Development of TRAP (Target Region Amplification Polymorphism) as New Tool for Molecular Genetic Analysis in Cassava

Abstract

Cassava (Manihot esculenta Crantz) lacks molecular studies for use in breeding and germplasm bank maintenance. This work aimed to develop and validate TRAP (target region amplification polymorphism) markers for cassava and evaluate their potential for structuring the genetic diversity of this species. Preliminary analyses with 396 combinations found 64 % of combinations with a good amplification pattern and polymorphism. The 69 most polymorphic TRAP combinations were used to characterize 46 cassava genotypes, from which 606 alleles (range 3 to 18 with a mean of 8.8 alleles per combination) were identified.
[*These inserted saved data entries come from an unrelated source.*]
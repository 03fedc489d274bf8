//! Type/symbol database
//!
//! A `TypeDatabase` is immutable once built. The DWARF walker (and tests)
//! assemble one through `DatabaseBuilder`; the `SymbolStore` publishes it
//! as a shared snapshot.

mod store;
mod types;

pub use store::{FailurePolicy, LoadState, SymbolStore};
pub use types::{
    BitField, Enumerator, Member, PrimitiveClass, Shape, TypeDescriptor, TypeId, TypeKind, TypeRef,
};

use serde::{Deserialize, Serialize};
use std::collections::{BTreeSet, HashMap};
use tracing::{debug, warn};

/// How a symbol came to exist
#[derive(Debug, Clone, Copy, PartialEq, Eq, Serialize, Deserialize)]
#[serde(rename_all = "snake_case")]
pub enum StorageClass {
    Global,
    Static,
    Function,
}

/// A named, addressed, typed entity in the target image
#[derive(Debug, Clone, PartialEq, Eq, Serialize, Deserialize)]
pub struct Symbol {
    pub name: String,
    pub address: u64,
    pub ty: TypeId,
    pub storage: StorageClass,
    /// Index into `TypeDatabase::sources`
    pub source: Option<usize>,
}

/// A compile unit that contributed symbols
#[derive(Debug, Clone, PartialEq, Eq, Serialize, Deserialize)]
pub struct SourceFile {
    pub name: String,
    pub directory: Option<String>,
    pub producer: Option<String>,
}

/// What to do when two definitions share a scoped name
#[derive(Debug, Clone, Copy, PartialEq, Eq, Default, Serialize, Deserialize)]
#[serde(rename_all = "snake_case")]
pub enum DuplicatePolicy {
    #[default]
    FirstWins,
    Reject,
}

/// One expandable child of a type, for tree views
#[derive(Debug, Clone, PartialEq, Serialize, Deserialize)]
pub struct TypeChild {
    pub name: String,
    pub offset: u64,
    pub ty: TypeRef,
    pub type_name: String,
    pub bit_field: Option<BitField>,
}

const MAX_NAME_DEPTH: usize = 64;

#[derive(Debug, Clone)]
pub struct TypeDatabase {
    address_size: u8,
    types: Vec<TypeDescriptor>,
    type_names: HashMap<String, TypeId>,
    symbols: HashMap<String, Symbol>,
    ambiguous: BTreeSet<String>,
    sources: Vec<SourceFile>,
}
//! Tokenizer for watch expressions

use std::fmt;

use super::error::EvalError;

#[derive(Debug, Clone, PartialEq, Eq)]
pub enum TokenKind {
    Ident(String),
    Number(i64),
    Plus,
    Minus,
    Star,
    Amp,
    Dot,
    Arrow,
    ColonColon,
    LParen,
    RParen,
    LBracket,
    RBracket,
    LBrace,
    RBrace,
    Eof,
}

impl fmt::Display for TokenKind {
    fn fmt(&self, f: &mut fmt::Formatter<'_>) -> fmt::Result {
        match self {
            TokenKind::Ident(name) => write!(f, "`{}`", name),
            TokenKind::Number(value) => write!(f, "`{}`", value),
            TokenKind::Plus => write!(f, "`+`"),
            TokenKind::Minus => write!(f, "`-`"),
            TokenKind::Star => write!(f, "`*`"),
            TokenKind::Amp => write!(f, "`&`"),
            TokenKind::Dot => write!(f, "`.`"),
            TokenKind::Arrow => write!(f, "`->`"),
            TokenKind::ColonColon => write!(f, "`::`"),
            TokenKind::LParen => write!(f, "`(`"),
            TokenKind::RParen => write!(f, "`)`"),
            TokenKind::LBracket => write!(f, "`[`"),
            TokenKind::RBracket => write!(f, "`]`"),
            TokenKind::LBrace => write!(f, "`{{`"),
            TokenKind::RBrace => write!(f, "`}}`"),
            TokenKind::Eof => write!(f, "end of input"),
        }
    }
}

#[derive(Debug, Clone, PartialEq, Eq)]
pub struct Token {
    pub kind: TokenKind,
    /// Byte offset of the first character
    pub offset: usize,
}

/// Split `input` into tokens. The returned vector always ends with `Eof`.
pub fn tokenize(input: &str) -> Result<Vec<Token>, EvalError> {
    let bytes = input.as_bytes();
    let mut tokens = Vec::new();
    let mut pos = 0;

    while pos < bytes.len() {
        let c = bytes[pos];
        if c.is_ascii_whitespace() {
            pos += 1;
            continue;
        }

        let start = pos;
        let kind = match c {
            b'+' => TokenKind::Plus,
            b'*' => TokenKind::Star,
            b'&' => TokenKind::Amp,
            b'.' => TokenKind::Dot,
            b'(' => TokenKind::LParen,
            b')' => TokenKind::RParen,
            b'[' => TokenKind::LBracket,
            b']' => TokenKind::RBracket,
            b'{' => TokenKind::LBrace,
            b'}' => TokenKind::RBrace,
            b'-' if bytes.get(pos + 1) == Some(&b'>') => {
                pos += 1;
                TokenKind::Arrow
            }
            b'-' => TokenKind::Minus,
            b':' if bytes.get(pos + 1) == Some(&b':') => {
                pos += 1;
                TokenKind::ColonColon
            }
            c if c.is_ascii_alphabetic() || c == b'_' => {
                while pos < bytes.len() && is_word_byte(bytes[pos]) {
                    pos += 1;
                }
                tokens.push(Token {
                    kind: TokenKind::Ident(input[start..pos].to_string()),
                    offset: start,
                });
                continue;
            }
            c if c.is_ascii_digit() => {
                while pos < bytes.len() && is_word_byte(bytes[pos]) {
                    pos += 1;
                }
                let value = parse_number(&input[start..pos], start)?;
                tokens.push(Token {
                    kind: TokenKind::Number(value),
                    offset: start,
                });
                continue;
            }
            _ => {
                let found = input[start..].chars().next().unwrap_or_default();
                return Err(EvalError::parse_failure(
                    start,
                    format!("`{}`", found),
                    "unexpected character",
                ));
            }
        };
        pos += 1;
        tokens.push(Token {
            kind,
            offset: start,
        });
    }

    tokens.push(Token {
        kind: TokenKind::Eof,
        offset: input.len(),
    });
    Ok(tokens)
}

fn is_word_byte(c: u8) -> bool {
    c.is_ascii_alphanumeric() || c == b'_'
}

/// Decimal, `0x` hex or `0b` binary, with `_` separators anywhere after the prefix.
fn parse_number(text: &str, offset: usize) -> Result<i64, EvalError> {
    let (digits, radix) = if let Some(rest) = text.strip_prefix("0x") {
        (rest, 16)
    } else if let Some(rest) = text.strip_prefix("0b") {
        (rest, 2)
    } else {
        (text, 10)
    };

    let invalid = || EvalError::parse_failure(offset, format!("`{}`", text), "invalid numeric literal");

    let cleaned: String = digits.chars().filter(|&c| c != '_').collect();
    if cleaned.is_empty() || !cleaned.chars().all(|c| c.is_digit(radix)) {
        return Err(invalid());
    }

    let value = u64::from_str_radix(&cleaned, radix).map_err(|_| {
        EvalError::parse_failure(offset, format!("`{}`", text), "integer literal out of range")
    })?;
    i64::try_from(value).map_err(|_| {
        EvalError::parse_failure(offset, format!("`{}`", text), "integer literal out of range")
    })
}
use axum::{Json, http::StatusCode, response::IntoResponse};
use serde::Serialize;
use sqlx::Error as SqlxError;
use thiserror::Error as ThisError;
use tracing::error;

use crate::db::SqlParam;

#[derive(Debug, ThisError)]
pub enum PortfolioError {
    #[error("validation failed: {0}")]
    Validation(String),

    #[error("unauthorized: {0}")]
    Unauthorized(&'static str),

    #[error("{0} not found")]
    NotFound(&'static str),

    #[error("storage error: {source}; statement: {statement}")]
    Storage {
        statement: String,
        params: Vec<SqlParam>,
        source: SqlxError,
    },

    #[error("Database error: {0}")]
    DatabaseError(#[from] SqlxError),

    #[error("session error: {0}")]
    Session(String),

    #[error("I/O error: {0}")]
    Io(#[from] std::io::Error),
}

impl PortfolioError {
    pub fn validation(msg: impl Into<String>) -> Self {
        PortfolioError::Validation(msg.into())
    }

    /// Status code the route layer answers with for this error.
    pub fn status(&self) -> StatusCode {
        match self {
            PortfolioError::Validation(_) => StatusCode::BAD_REQUEST,
            PortfolioError::Unauthorized(_) => StatusCode::UNAUTHORIZED,
            PortfolioError::NotFound(_) => StatusCode::NOT_FOUND,
            PortfolioError::Storage { .. }
            | PortfolioError::DatabaseError(_)
            | PortfolioError::Session(_)
            | PortfolioError::Io(_) => StatusCode::INTERNAL_SERVER_ERROR,
        }
    }
}

impl IntoResponse for PortfolioError {
    fn into_response(self) -> axum::response::Response {
        let status = self.status();
        let (code, message) = match self {
            PortfolioError::Validation(msg) => ("BAD_REQUEST", msg),
            PortfolioError::Unauthorized(msg) => ("UNAUTHORIZED", msg.to_string()),
            PortfolioError::NotFound(what) => ("NOT_FOUND", format!("{what} not found")),
            PortfolioError::Session(reason) => {
                error!(%reason, "session teardown failed");
                ("SESSION_ERROR", "Logout failed".to_string())
            }
            other @ (PortfolioError::Storage { .. }
            | PortfolioError::DatabaseError(_)
            | PortfolioError::Io(_)) => {
                error!(error = %other, "request failed with internal error");
                (
                    "INTERNAL_ERROR",
                    "An internal server error occurred.".to_string(),
                )
            }
        };

        (
            status,
            Json(ApiErrorResponse {
                success: false,
                code,
                message,
            }),
        )
            .into_response()
    }
}

/// Standardized API error response body
#[derive(Serialize)]
pub struct ApiErrorResponse {
    pub success: bool,
    pub code: &'static str,
    pub message: String,
}
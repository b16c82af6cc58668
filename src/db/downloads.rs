use crate::db::models::{DailyDownloads, DownloadLog};
use crate::db::sqlite::PortfolioStore;
use crate::error::PortfolioError;
use sqlx::FromRow;

pub const RESUME_FILE: &str = "resume.pdf";

impl PortfolioStore {
    /// Append a download log entry. Returns the row id.
    pub async fn log_download(
        &self,
        ip_address: Option<String>,
        user_agent: Option<String>,
        file_name: &str,
    ) -> Result<i64, PortfolioError> {
        let out = self
            .execute(
                "INSERT INTO download_logs (ip_address, user_agent, file_name) VALUES (?, ?, ?)",
                &[ip_address.into(), user_agent.into(), file_name.into()],
            )
            .await?;
        Ok(out.last_insert_id)
    }

    pub async fn count_downloads(&self) -> Result<i64, PortfolioError> {
        self.count("SELECT COUNT(*) AS count FROM download_logs", &[])
            .await
    }

    pub async fn list_downloads(&self, limit: u32) -> Result<Vec<DownloadLog>, PortfolioError> {
        let rows = self
            .query_all(
                r#"SELECT id, ip_address, user_agent, downloaded_at, file_name
                   FROM download_logs ORDER BY downloaded_at DESC, id DESC LIMIT ?"#,
                &[i64::from(limit).into()],
            )
            .await?;
        rows.iter()
            .map(|row| DownloadLog::from_row(row).map_err(PortfolioError::from))
            .collect()
    }

    /// Downloads per calendar day over the last `days` days, newest day first.
    pub async fn downloads_by_day(&self, days: u32) -> Result<Vec<DailyDownloads>, PortfolioError> {
        let window = format!("-{days} days");
        let rows = self
            .query_all(
                r#"SELECT DATE(downloaded_at) AS date, COUNT(*) AS count
                   FROM download_logs
                   WHERE downloaded_at >= datetime('now', ?)
                   GROUP BY DATE(downloaded_at)
                   ORDER BY date DESC
                   LIMIT ?"#,
                &[window.into(), i64::from(days).into()],
            )
            .await?;
        rows.iter()
            .map(|row| DailyDownloads::from_row(row).map_err(PortfolioError::from))
            .collect()
    }
}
The polymorphic information content (PIC) ranged from 0.03 to 0.38 (average 0.23), while 31 combinations showed a PIC >0.25. The resolving power (Rp) parameter ranged from 0.10 to 6.30 (average 3.21). The primers that were related to starch and carotenoid biosynthesis, cyanogenic compounds, post-harvest physiological deterioration, root formation, and defense responses were the most polymorphic (>70 % of polymorphic fragments, PIC > 0.25, and Rp > 3.21). A total of 37 private alleles were identified in 20 accessions. Bayesian clustering as implemented in STRUCTURE revealed the presence of two major clusters (K = 2) and four subclusters (K = 4). The group differentiation based on the molecular variance analysis (AMOVA) showed that most of the genetic variation is within groups but with significant differences between groups. Therefore, TRAP primers have a high polymorphism for use as a molecular tool in cassava, in addition to the association with genetic regions that may increase the chances of obtaining functional markers.